In primo piano, l’estate torinese tra spaccate in centro e gli episodi di microcriminalità nelle periferie. Sullo sfondo, le vittime del taser dei carabinieri a Genova e Olbia. Così, appena rientrato dalle vacanze, il sindaco Stefano Lo Russo è intervenuto categoricamente sull’ipotesi di dotare di taser i vigili torinesi: «Assolutamente no, non serve». Una porta chiusa all’idea, lanciata anche da Fratelli d’Italia in Corcoscrizione 4, di assegnare la strumentazione alla polizia locale torinese «per aumentare la sicurezza in città».

La Lega: “Non ne avremmo bisogno se la sinistra non avesse chiuso gli occhi per anni”

La dichiarazione del sindaco dem ha subito provocato le prime polemiche da parte del centrodestra. «Se la sinistra torinese non avesse per anni chiuso gli occhi di fronte all’aumento della criminalità, oggi non ne avremmo neppure bisogno», attacca il capogruppo della Lega a Palazzo Civico Fabrizio Ricca. «Invece viviamo in una Torino dove, ogni settimana, qualcuno viene ammazzato: Lo Russo poteva tranquillamente restare in ferie, nessuno si è accorto della sua assenza».
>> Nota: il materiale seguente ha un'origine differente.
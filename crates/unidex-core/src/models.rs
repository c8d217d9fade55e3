//! Domain models for the university directory.
//!
//! These are the core types shared across all crates.

pub mod degree;
pub mod university;
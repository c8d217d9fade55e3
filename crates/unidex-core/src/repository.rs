//! Repository trait definition for data access abstraction.
//!
//! All repository operations are async. Two interchangeable backends
//! implement this trait — a durable local store and a remote HTTP store —
//! and callers never branch on which one is active; the backend is chosen
//! once at composition time.
//!
//! Callers are responsible for sequencing: operations are not pipelined
//! against each other, and a caller that goes away before a load resolves
//! must discard the result rather than apply stale state.

use crate::error::UnidexResult;
use crate::filter::UniversityFilter;
use crate::models::university::{University, UniversityPatch};

pub trait UniversityRepository: Send + Sync {
    /// Returns all records satisfying the filter, normalized. An empty
    /// result is valid; filter-only misuse never fails.
    fn list(
        &self,
        filter: UniversityFilter,
    ) -> impl Future<Output = UnidexResult<Vec<University>>> + Send;

    /// Fails with `NotFound` when no record has that id.
    fn get(&self, id: &str) -> impl Future<Output = UnidexResult<University>> + Send;

    /// Fails with `Validation` when `name`, `portalUrl` or `location` is
    /// missing or blank. On success assigns a fresh unique id, normalizes,
    /// persists and returns the stored record.
    fn create(
        &self,
        input: UniversityPatch,
    ) -> impl Future<Output = UnidexResult<University>> + Send;

    /// Shallow-merges the patch onto the existing record, re-normalizes,
    /// persists and returns the result. The patch's own `id` field is
    /// ignored in favor of the given id. Fails with `NotFound` when the id
    /// is absent.
    fn update(
        &self,
        id: &str,
        input: UniversityPatch,
    ) -> impl Future<Output = UnidexResult<University>> + Send;

    /// Removes the record. Fails with `NotFound` when the id is absent.
    fn delete(&self, id: &str) -> impl Future<Output = UnidexResult<()>> + Send;
}
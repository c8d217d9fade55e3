//! File-backed implementation of [`UniversityRepository`].
//!
//! The whole collection lives in one JSON slot. On first access the slot
//! is seeded from the bundled dataset and persisted immediately; content
//! that fails to parse is silently reset to the seed (self-healing,
//! logged but never surfaced to the caller). Every mutation reads the
//! full collection, modifies it in memory, and writes it back in full.
//!
//! Operations are async for interface symmetry with the remote store even
//! though file access could be synchronous; an optional artificial latency
//! exists for UI-testing realism only.

use std::io::ErrorKind;
use std::path::PathBuf;
use std::time::Duration;

use tracing::{info, warn};
use unidex_core::error::{UnidexError, UnidexResult};
use unidex_core::filter::UniversityFilter;
use unidex_core::models::university::{University, UniversityPatch};
use unidex_core::normalize::normalize;
use unidex_core::repository::UniversityRepository;
use uuid::Uuid;

use crate::error::StoreError;
use crate::seed;

pub struct LocalUniversityStore {
    path: PathBuf,
    latency: Option<Duration>,
}

impl LocalUniversityStore {
    pub fn new(path: impl Into<PathBuf>) -> Self {
        Self {
            path: path.into(),
            latency: None,
        }
    }

    /// Adds an artificial delay before every operation. No correctness
    /// meaning; useful for exercising loading states in a UI.
    pub fn with_latency(path: impl Into<PathBuf>, latency: Duration) -> Self {
        Self {
            path: path.into(),
            latency: Some(latency),
        }
    }

    async fn simulate_latency(&self) {
        if let Some(latency) = self.latency {
            tokio::time::sleep(latency).await;
        }
    }

    /// Reads and normalizes the full collection, seeding or self-healing
    /// the slot as needed.
    async fn load(&self) -> Result<Vec<University>, StoreError> {
        let raw = match tokio::fs::read(&self.path).await {
            Ok(bytes) => bytes,
            Err(err) if err.kind() == ErrorKind::NotFound => {
                info!(path = %self.path.display(), "no persisted collection, seeding");
                return self.reset_to_seed().await;
            }
            Err(err) => return Err(err.into()),
        };

        match serde_json::from_slice::<Vec<University>>(&raw) {
            Ok(universities) => Ok(universities.into_iter().map(normalize).collect()),
            Err(err) => {
                warn!(
                    path = %self.path.display(),
                    error = %err,
                    "persisted collection is corrupt, resetting to seed"
                );
                self.reset_to_seed().await
            }
        }
    }

    async fn reset_to_seed(&self) -> Result<Vec<University>, StoreError> {
        let universities: Vec<University> =
            seed::universities().into_iter().map(normalize).collect();
        self.persist(&universities).await?;
        Ok(universities)
    }

    async fn persist(&self, universities: &[University]) -> Result<(), StoreError> {
        let json = serde_json::to_vec_pretty(universities)?;
        tokio::fs::write(&self.path, json).await?;
        Ok(())
    }
}

impl UniversityRepository for LocalUniversityStore {
    async fn list(&self, filter: UniversityFilter) -> UnidexResult<Vec<University>> {
        self.simulate_latency().await;
        let universities = self.load().await?;
        Ok(universities
            .into_iter()
            .filter(|u| filter.matches(u))
            .collect())
    }

    async fn get(&self, id: &str) -> UnidexResult<University> {
        self.simulate_latency().await;
        let universities = self.load().await?;
        universities
            .into_iter()
            .find(|u| u.id == id)
            .ok_or_else(|| UnidexError::NotFound { id: id.to_owned() })
    }

    async fn create(&self, input: UniversityPatch) -> UnidexResult<University> {
        self.simulate_latency().await;
        input.validate_for_create()?;

        let mut universities = self.load().await?;
        let university = normalize(input.into_university(Uuid::new_v4().to_string()));
        universities.push(university.clone());
        self.persist(&universities).await?;
        Ok(university)
    }

    async fn update(&self, id: &str, input: UniversityPatch) -> UnidexResult<University> {
        self.simulate_latency().await;
        let mut universities = self.load().await?;
        let index = universities
            .iter()
            .position(|u| u.id == id)
            .ok_or_else(|| UnidexError::NotFound { id: id.to_owned() })?;

        let mut updated = universities[index].clone();
        input.apply_to(&mut updated);
        let updated = normalize(updated);

        universities[index] = updated.clone();
        self.persist(&universities).await?;
        Ok(updated)
    }

    async fn delete(&self, id: &str) -> UnidexResult<()> {
        self.simulate_latency().await;
        let mut universities = self.load().await?;
        let before = universities.len();
        universities.retain(|u| u.id != id);
        if universities.len() == before {
            return Err(UnidexError::NotFound { id: id.to_owned() });
        }
        self.persist(&universities).await?;
        Ok(())
    }
}
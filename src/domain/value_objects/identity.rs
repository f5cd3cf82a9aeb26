//! Identity designators
//!
//! A user or group given on the command line is either a literal numeric id
//! (all ASCII digits) or a symbolic name that has to be resolved against the
//! host's identity database.

use std::fmt;
use std::str::FromStr;

/// A user or group as given by the operator
#[derive(Debug, Clone, PartialEq, Eq, Hash)]
pub enum IdentitySpec {
    /// Numeric id, used without lookup
    Id(u32),
    /// Symbolic name, resolved through the host
    Name(String),
}

impl IdentitySpec {
    pub fn is_numeric(&self) -> bool {
        matches!(self, IdentitySpec::Id(_))
    }
}

/// Error for empty or unparseable designators
#[derive(Debug, Clone, PartialEq, Eq)]
pub struct IdentitySpecError(pub String);

impl fmt::Display for IdentitySpecError {
    fn fmt(&self, f: &mut fmt::Formatter<'_>) -> fmt::Result {
        write!(f, "{}", self.0)
    }
}

impl std::error::Error for IdentitySpecError {}

impl FromStr for IdentitySpec {
    type Err = IdentitySpecError;

    fn from_str(s: &str) -> Result<Self, Self::Err> {
        let s = s.trim();
        if s.is_empty() {
            return Err(IdentitySpecError("empty user/group designator".to_string()));
        }
        if s.bytes().all(|b| b.is_ascii_digit()) {
            return s
                .parse::<u32>()
                .map(IdentitySpec::Id)
                .map_err(|_| IdentitySpecError(format!("numeric id out of range: {}", s)));
        }
        Ok(IdentitySpec::Name(s.to_string()))
    }
}

impl fmt::Display for IdentitySpec {
    fn fmt(&self, f: &mut fmt::Formatter<'_>) -> fmt::Result {
        match self {
            IdentitySpec::Id(id) => write!(f, "{}", id),
            IdentitySpec::Name(name) => write!(f, "{}", name),
        }
    }
}

#[cfg(test)]
mod tests {
    use super::*;

    #[test]
    fn digits_are_numeric_ids() {
        assert_eq!("33".parse::<IdentitySpec>().unwrap(), IdentitySpec::Id(33));
        assert_eq!("0".parse::<IdentitySpec>().unwrap(), IdentitySpec::Id(0));
    }

    #[test]
    fn names_are_kept_verbatim() {
        assert_eq!(
            "www-data".parse::<IdentitySpec>().unwrap(),
            IdentitySpec::Name("www-data".to_string())
        );
    }

    #[test]
    fn mixed_digits_and_letters_is_a_name() {
        assert_eq!(
            "1000a".parse::<IdentitySpec>().unwrap(),
            IdentitySpec::Name("1000a".to_string())
        );
    }

    #[test]
    fn negative_number_is_a_name() {
        // Only plain digits count as an id
        assert!(!"-1".parse::<IdentitySpec>().unwrap().is_numeric());
    }

    #[test]
    fn empty_is_rejected() {
        assert!("".parse::<IdentitySpec>().is_err());
        assert!("   ".parse::<IdentitySpec>().is_err());
    }

    #[test]
    fn overflowing_id_is_rejected() {
        assert!("99999999999".parse::<IdentitySpec>().is_err());
    }
}
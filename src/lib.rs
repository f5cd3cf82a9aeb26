//! tagdeploy - staged, atomic deployment of tagged git revisions
//!
//! A deployment clones a repository at a tag into a private temporary
//! directory, overlays a config file and a data directory, normalizes
//! ownership and modes, records a `DEPLOYMENT` manifest, then renames the
//! finished tree to `<destination>/<name>-<tag>-<YYYYMMDDTHHMMSS>`. Any
//! failure before the rename removes the temporary tree.
//!
//! ```ignore
//! use tagdeploy::application::DeployUseCase;
//! use tagdeploy::infrastructure::GitCliSource;
//! use tagdeploy::DeploymentRequest;
//!
//! let request = DeploymentRequest::builder("/repo/timetables.git", "2012-01-05T1038")
//!     .config_file("cfg.txt")
//!     .data_dir("datadir")
//!     .owner(33, 33)
//!     .destination("/srv")
//!     .build()?;
//! let published = DeployUseCase::new(GitCliSource::default()).execute(&request)?;
//! ```

pub mod application;
pub mod config;
pub mod domain;
pub mod error;
pub mod infrastructure;
pub mod logging;
pub mod presentation;

// Re-exports for convenience
pub use application::{inspect, CancelFlag, DeployUseCase, Publisher, StageUseCase, StagedTree};
pub use config::Settings;
pub use domain::entities::{DeploymentRequest, Manifest};
pub use domain::value_objects::{IdentitySpec, PublishedName, Timestamp, TreePath};
pub use error::{DeployError, DeployResult};
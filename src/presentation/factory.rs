//! Use Case Factory
//!
//! Creates use cases with infrastructure dependencies wired up.
//! This is the dependency injection point for the application.

use std::path::Path;
use std::sync::Arc;

use crate::application::{CancelFlag, DeployUseCase};
use crate::domain::ports::DeployEventSink;
use crate::infrastructure::{GitCliSource, JsonEventSink, LogEventSink};

use super::OutputFormat;

/// Type alias for the concrete DeployUseCase with all dependencies
pub type ConcreteDeployUseCase = DeployUseCase<GitCliSource>;

/// Event sink for an output format
///
/// JSON mode streams NDJSON events on stdout; text mode only logs them.
pub fn create_event_sink(format: OutputFormat) -> Arc<dyn DeployEventSink> {
    match format {
        OutputFormat::Json => Arc::new(JsonEventSink::stdout()),
        OutputFormat::Text => Arc::new(LogEventSink),
    }
}

/// Create a deploy use case with all dependencies wired up
pub fn create_deploy_use_case(
    git: &Path,
    format: OutputFormat,
    cancel: CancelFlag,
) -> ConcreteDeployUseCase {
    DeployUseCase::with_parts(GitCliSource::new(git), create_event_sink(format), cancel)
}
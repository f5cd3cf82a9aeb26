//! RevisionSource port - obtains a tagged revision of a repository
//!
//! Implementations:
//! - `GitCliSource` - shells out to the `git` binary

use std::path::Path;

use crate::error::DeployResult;

/// Produces a working tree at exactly one tagged revision
pub trait RevisionSource {
    /// Short name for logs and events
    fn name(&self) -> &'static str;

    /// Write the content of `repository` at `tag` into `destination`
    ///
    /// `destination` must be empty or absent. Fails with `NoSuchTag` when the
    /// tag is not in the repository's tag set and `SourceUnavailable` on any
    /// transport or access failure. Partial content may remain on failure;
    /// the caller owns `destination` and removes it.
    fn materialize(&self, destination: &Path, repository: &str, tag: &str) -> DeployResult<()>;
}
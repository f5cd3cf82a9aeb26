//! Settings warning value object.

use std::fmt;
use std::path::PathBuf;

/// Non-fatal settings warning surfaced to CLI users.
///
/// Raised for keys in the settings file that nothing reads.
#[derive(Debug, Clone, PartialEq, Eq)]
pub struct SettingsWarning {
    /// The unknown key (last path segment)
    pub key: String,
    /// The settings file it was found in
    pub file: PathBuf,
    /// The line number (1-indexed) if available
    pub line: Option<usize>,
    /// A known key within edit distance 2, if any
    pub suggestion: Option<String>,
}

impl fmt::Display for SettingsWarning {
    fn fmt(&self, f: &mut fmt::Formatter<'_>) -> fmt::Result {
        write!(f, "unknown key '{}' in {}", self.key, self.file.display())?;
        if let Some(line) = self.line {
            write!(f, ":{}", line)?;
        }
        if let Some(suggestion) = &self.suggestion {
            write!(f, " (did you mean '{}'?)", suggestion)?;
        }
        Ok(())
    }
}
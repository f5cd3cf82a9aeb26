//! Domain Ports (Interfaces)
//!
//! These traits define the boundaries of the domain layer.
//! Infrastructure layer provides concrete implementations.

pub mod deploy_events;
pub mod identity_resolver;
pub mod revision_source;

pub use deploy_events::{DeployEvent, DeployEventSink, NoopEventSink, PipelineStep};
pub use identity_resolver::IdentityResolver;
pub use revision_source::RevisionSource;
Fratelli d’Italia: “Il Pd preferisce l’ideologia alla sicurezza”

Una risposta velenosa a cui è seguita quella di Giovanni Crosetto, capogruppo di Fratelli d’Italia in Consiglio Comunale ed Europarlamentare: «Mentre nelle strade di Torino si moltiplicano episodi di microcriminalità, aggressioni e violenze, il sindaco Lo Russo sceglie di lasciare la Polizia Municipale senza strumenti adeguati per difendere sé stessa e i cittadini – dichiara – questa sua posizione è l’ennesima dimostrazione di un’amministrazione che preferisce l’ideologia alla sicurezza». Crosetto, nonostante le vicende di Olbia e Genova, aggiunge: «Il taser è uno strumento moderno, efficace e non letale».